Extracted entries section start

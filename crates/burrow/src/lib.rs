#![doc = include_str!("../../../README.md")]
// first so every other module sees the arena types
mod heap;

mod bytecode;
mod config;
mod convert;
mod error;
mod handle;
mod io;
mod session;
mod stack_guard;
mod stdlib;
pub mod tracer;
mod value;
mod vm;

pub use crate::{
    config::{DEFAULT_STACK_SIZE, DEFAULT_TAG, SessionConfig},
    convert::{FromVm, IntoVm},
    error::{Error, Key, Result},
    handle::{Handle, Origin},
    heap::HeapStats,
    io::{CollectStringPrint, NoPrint, PrintWriter, StdPrint},
    session::Session,
    stack_guard::StackGuard,
    stdlib::StdLib,
    tracer::{NoopTracer, RecordingTracer, StderrTracer, TraceEvent, VmTracer},
    value::{ObjectType, UserPointer},
    vm::{DEFAULT_MAX_CALL_DEPTH, NATIVE_FILE, NativeFn, StackFrame, Vm, VmError, VmResult},
};
//! Native libraries installed into the root table.
//!
//! The base library is always present. The others are opt-in per session and
//! enumerated by [`StdLib`]; every function lands as a global.

mod base;
mod blob;
mod io;
mod math;
mod string;
mod system;

use crate::vm::{NativeFn, Vm, VmError, VmResult};

/// An optional native library.
#[derive(
    Debug,
    Clone,
    Copy,
    PartialEq,
    Eq,
    Hash,
    strum::Display,
    strum::EnumIter,
    strum::IntoStaticStr,
    serde::Serialize,
    serde::Deserialize,
)]
#[strum(serialize_all = "lowercase")]
#[serde(rename_all = "lowercase")]
pub enum StdLib {
    Blob,
    Io,
    System,
    Math,
    String,
}

impl StdLib {
    /// Every optional library, in installation order.
    pub fn all() -> impl Iterator<Item = Self> {
        <Self as strum::IntoEnumIterator>::iter()
    }
}

/// `(global name, function, exact arity)`; `None` arity means the function checks its own arguments.
type Entry = (&'static str, NativeFn, Option<usize>);

pub(crate) fn install_base(vm: &mut Vm) {
    register(vm, base::FUNCTIONS);
}

pub(crate) fn install(vm: &mut Vm, lib: StdLib) {
    match lib {
        StdLib::Blob => register(vm, blob::FUNCTIONS),
        StdLib::Io => register(vm, io::FUNCTIONS),
        StdLib::System => register(vm, system::FUNCTIONS),
        StdLib::Math => {
            register(vm, math::FUNCTIONS);
            math::install_constants(vm);
        }
        StdLib::String => register(vm, string::FUNCTIONS),
    }
}

fn register(vm: &mut Vm, entries: &[Entry]) {
    for &(name, func, arity) in entries {
        vm.set_global_native(name, func, arity);
    }
}

/// Checks the argument count of a variadic native.
fn check_args(vm: &Vm, name: &str, min: usize, max: usize) -> VmResult<usize> {
    let argc = vm.get_top();
    if argc < min || argc > max {
        let expected = if min == max {
            min.to_string()
        } else {
            format!("{min} to {max}")
        };
        return Err(VmError::bad_call(
            name,
            format!("wrong number of parameters (expected {expected}, got {argc})"),
        ));
    }
    Ok(argc)
}

fn push_len(vm: &mut Vm, len: usize) -> VmResult<usize> {
    let len = i64::try_from(len).map_err(|_| VmError::runtime("length does not fit in an integer"))?;
    vm.push_integer(len);
    Ok(1)
}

Extracted entries section end

Action item
Retype word for word the line above with "type Entry = (&'static" and all lines after it, nothing else.

Response for this exercise
type Entry = (&'static str, NativeFn, Option<usize>);

pub(crate) fn install_base(vm: &mut Vm) {
    register(vm, base::FUNCTIONS);
}

pub(crate) fn install(vm: &mut Vm, lib: StdLib) {
    match lib {
        StdLib::Blob => register(vm, blob::FUNCTIONS),
        StdLib::Io => register(vm, io::FUNCTIONS),
        StdLib::System => register(vm, system::FUNCTIONS),
        StdLib::Math => {
            register(vm, math::FUNCTIONS);
            math::install_constants(vm);
        }
        StdLib::String => register(vm, string::FUNCTIONS),
    }
}

fn register(vm: &mut Vm, entries: &[Entry]) {
    for &(name, func, arity) in entries {
        vm.set_global_native(name, func, arity);
    }
}

/// Checks the argument count of a variadic native.
fn check_args(vm: &Vm, name: &str, min: usize, max: usize) -> VmResult<usize> {
    let argc = vm.get_top();
    if argc < min || argc > max {
        let expected = if min == max {
            min.to_string()
        } else {
            format!("{min} to {max}")
        };
        return Err(VmError::bad_call(
            name,
            format!("wrong number of parameters (expected {expected}, got {argc})"),
        ));
    }
    Ok(argc)
}

fn push_len(vm: &mut Vm, len: usize) -> VmResult<usize> {
    let len = i64::try_from(len).map_err(|_| VmError::runtime("length does not fit in an integer"))?;
    vm.push_integer(len);
    Ok(1)
}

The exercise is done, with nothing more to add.